For now, work is proceeding slowly but steadily on the new replacement lock for the 78-year-old Chickamauga Lock and Dam, even though its funding future remains uncertain.
Funding issues have plagued the Chickamauga project throughout its history. The design of the new lock was completed in 2009. A horseshoe-shaped cofferdam that can be pumped out to provide a dry workspace for equipment was completed in 2012.
The cofferdam was filled with water and “mothballed” when funding for the lock and dam project ran out that year.
After a three-year hiatus during which no work at all was done on the project, Congress restarted funding in 2015.

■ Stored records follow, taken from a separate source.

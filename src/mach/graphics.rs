use super::runtime::{Flow, Result};
use super::{Angle, Console, Cursor, Runtime, Val, CR};
use crate::error;
use crate::lang::token::{Token, Word};

/// ## Screen and graphics commands
///
/// Arguments are evaluated here; drawing is left to the console.

impl<C: Console> Runtime<C> {
    fn colour(&mut self, cursor: &mut Cursor) -> Result<i32> {
        let index = cursor.index();
        let n = self.integer(cursor)?;
        if !(0..=15).contains(&n) {
            return Err(error!(NumberNotInAllowedRange, ..index));
        }
        Ok(n)
    }

    fn pair(&mut self, cursor: &mut Cursor) -> Result<(f64, f64)> {
        let x = self.number(cursor)?;
        if !cursor.accept(&Token::Comma) {
            return Err(error!(ACoordinatePairNeeded, ..cursor.index()));
        }
        let y = self.number(cursor)?;
        Ok((x, y))
    }

    /// `x, y; x, y; ...`
    fn coordinates(&mut self, cursor: &mut Cursor, least: usize) -> Result<Vec<(f64, f64)>> {
        let mut points = vec![self.pair(cursor)?];
        while cursor.accept(&Token::Semicolon) {
            points.push(self.pair(cursor)?);
        }
        if points.len() < least {
            return Err(error!(ACoordinatePairNeeded, ..cursor.index()));
        }
        cursor.expect_end()?;
        Ok(points)
    }

    pub(super) fn r#cls(&mut self, cursor: &mut Cursor) -> Result<Flow> {
        cursor.expect_end()?;
        self.console.cls();
        self.column = 0;
        Ok(Flow::Next)
    }

    pub(super) fn r#home(&mut self, cursor: &mut Cursor) -> Result<Flow> {
        cursor.expect_end()?;
        self.console.home();
        self.column = 0;
        Ok(Flow::Next)
    }

    pub(super) fn r#set(&mut self, cursor: &mut Cursor) -> Result<Flow> {
        let index = cursor.index();
        let attribute = match cursor.next() {
            Token::Word(word) => word,
            _ => return Err(error!(UnknownSetAskAttribute, ..index)),
        };
        match attribute {
            Word::Mode => {
                let at = cursor.index();
                match self.integer(cursor)? {
                    n @ 40 | n @ 80 => self.console.set_mode(n as u32),
                    _ => return Err(error!(NumberNotInAllowedRange, ..at)),
                }
                self.column = 0;
            }
            Word::Border => {
                let n = self.colour(cursor)?;
                self.console.set_border(n);
            }
            Word::Paper => {
                let n = self.colour(cursor)?;
                self.console.set_paper(n);
            }
            Word::Pen => {
                let n = self.colour(cursor)?;
                self.console.set_pen(n);
            }
            Word::Curpos => {
                let column = self.integer(cursor)?;
                cursor.expect_comma()?;
                let row = self.integer(cursor)?;
                self.console.set_curpos(column, row);
                self.column = column.max(1) as usize - 1;
            }
            Word::Cursor => {
                let mode = self.integer(cursor)?;
                let mut ch = None;
                let mut set = None;
                if cursor.accept(&Token::Comma) {
                    ch = Some(self.integer(cursor)?);
                    if cursor.accept(&Token::Comma) {
                        set = Some(self.integer(cursor)?);
                    }
                }
                self.console.set_cursor(mode, ch, set);
            }
            Word::Colour => {
                let slot = self.colour(cursor)?;
                if !cursor.accept_word(Word::To) {
                    cursor.expect_comma()?;
                }
                let colour = self.colour(cursor)?;
                self.console.set_colour(slot, colour);
            }
            Word::Deg | Word::Rad => {
                let at = cursor.index();
                let on = self.expr(cursor)?.truth().map_err(|e| e.at_token(at))?;
                self.angle = if on == (attribute == Word::Deg) {
                    Angle::Degrees
                } else {
                    Angle::Radians
                };
            }
            _ => return Err(error!(UnknownSetAskAttribute, ..index)),
        }
        cursor.expect_end()?;
        Ok(Flow::Next)
    }

    pub(super) fn r#plot(&mut self, cursor: &mut Cursor) -> Result<Flow> {
        let text = self.expr(cursor)?.into_string();
        cursor.expect_comma()?;
        let (x, y) = self.pair(cursor)?;
        cursor.expect_end()?;
        self.console.plot(&text, x, y);
        Ok(Flow::Next)
    }

    pub(super) fn r#line(&mut self, cursor: &mut Cursor) -> Result<Flow> {
        let points = self.coordinates(cursor, 2)?;
        self.console.line(&points);
        Ok(Flow::Next)
    }

    pub(super) fn r#area(&mut self, cursor: &mut Cursor) -> Result<Flow> {
        let points = self.coordinates(cursor, 3)?;
        self.console.area(&points);
        Ok(Flow::Next)
    }

    pub(super) fn r#points(&mut self, cursor: &mut Cursor) -> Result<Flow> {
        let points = self.coordinates(cursor, 1)?;
        self.console.points(&points);
        Ok(Flow::Next)
    }

    pub(super) fn r#circle(&mut self, cursor: &mut Cursor) -> Result<Flow> {
        let index = cursor.index();
        let radius = self.number(cursor)?;
        if radius < 0.0 {
            return Err(error!(PositiveValueRequired, ..index));
        }
        cursor.expect_comma()?;
        let (x, y) = self.pair(cursor)?;
        cursor.expect_end()?;
        self.console.circle(radius, x, y);
        Ok(Flow::Next)
    }

    pub(super) fn r#flood(&mut self, cursor: &mut Cursor) -> Result<Flow> {
        let (x, y) = self.pair(cursor)?;
        cursor.expect_end()?;
        self.console.flood(x, y);
        Ok(Flow::Next)
    }

    pub(super) fn r#move(&mut self, cursor: &mut Cursor) -> Result<Flow> {
        let (x, y) = self.pair(cursor)?;
        cursor.expect_end()?;
        self.console.move_to(x, y);
        Ok(Flow::Next)
    }

    pub(super) fn r#ink(&mut self, cursor: &mut Cursor) -> Result<Flow> {
        let n = self.colour(cursor)?;
        cursor.expect_end()?;
        self.console.ink(n);
        Ok(Flow::Next)
    }

    pub(super) fn r#get(&mut self, cursor: &mut Cursor) -> Result<Flow> {
        let index = cursor.index();
        let target = self.target(cursor)?;
        cursor.expect_end()?;
        let ch = match self.console.get() {
            Some(ch) => ch,
            None => {
                self.console.reset_break();
                return Err(error!(InterruptedByBreakKey, ..index));
            }
        };
        let val = if target.ident().is_string() {
            Val::String(ch.to_string())
        } else {
            Val::Number(ch as u32 as f64)
        };
        self.assign(&target, val).map_err(|e| e.at_token(index))?;
        Ok(Flow::Next)
    }

    pub(super) fn r#put(&mut self, cursor: &mut Cursor) -> Result<Flow> {
        loop {
            let index = cursor.index();
            let code = self.integer(cursor)?;
            if code < 0 {
                return Err(error!(NumberNotInAllowedRange, ..index));
            }
            if code as u32 == CR {
                self.newline();
            } else {
                self.console.put(code as u32);
                self.column += 1;
            }
            if !cursor.accept(&Token::Comma) {
                break;
            }
        }
        cursor.expect_end()?;
        Ok(Flow::Next)
    }

    pub(super) fn r#ask(&mut self, cursor: &mut Cursor) -> Result<Flow> {
        let index = cursor.index();
        if !cursor.accept_word(Word::Mouse) {
            return Err(error!(UnknownSetAskAttribute, ..index));
        }
        let x = self.target(cursor)?;
        cursor.expect_comma()?;
        let y = self.target(cursor)?;
        let mut button = None;
        if cursor.accept(&Token::Comma) {
            button = Some(self.target(cursor)?);
        }
        cursor.expect_end()?;
        let (mx, my, mb) = self.console.ask_mouse();
        self.assign(&x, Val::Number(mx))?;
        self.assign(&y, Val::Number(my))?;
        if let Some(button) = button {
            self.assign(&button, Val::Number(mb))?;
        }
        Ok(Flow::Next)
    }
}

Last year, to accelerate the work, the project received a welcome budget boost of $37 million from the Corps of Engineers Work Plan. Sen. Lamar Alexander (R-Tenn.), who chairs the energy and water appropriations committee that is responsible for funding for the Corps of Engineers, helped make that happen.
That money has all been obligated, according to Nashville Engineer District project manager Adam Walker, who is overseeing the excavation and construction work. He told The Waterways Journal that it went to two contracts, one for lock excavation and the other for lock construction.
Blasting Rock
The excavation contractor, Heeter Geotechnical Construction LLC of
Mount Morris, Pa., has been blasting rock from the riverbed to prepare the new lock’s foundation. In total, said Walker, about 100,000 cubic yards of rock will be blasted away—enough, said Walker, to fill a football field-sized space to a height of 46 feet. That work is expected to be completed by November of this year.
The blasting does not disrupt navigation, said Walker. Once or twice a day, barges carry blasted rock material across the channel, but those trips are coordinated with the lock master so as not to disrupt commercial traffic. The vibrations from the blasting proved to be slight enough that a nearby highway bridge did not have to be closed as originally planned.
Flexible Contract
The other contract, for lock construction, was awarded to St. Louis, Mo.-based global engineering consulting and construction firm AECOM Energy and Construction Inc., of Greenwood, Colo.
Because of expected funding uncertainties, that contract has some unique features. The base contract is worth about $29 million, but it contains 13 options that, if all exercised, could balloon the total contract value up to more than $240 million. That contract structure gives both parties flexibility without having to go through the contract bidding and award process again. Depending on when options are exercised, the contract could stretch anywhere from five to seven years. AECOM has been setting up a concrete batch plant on site.
Continued concrete growth in the existing lock is handled by operations and maintenance funds, a separate money pot. “I’m not involved with that [maintenance work], but that ongoing work is done primarily by our in-house Corps workers and equipment,” said Walker. A contract to install rock anchors to the lower end of an existing river wall is scheduled to be advertised this year to help stabilize it.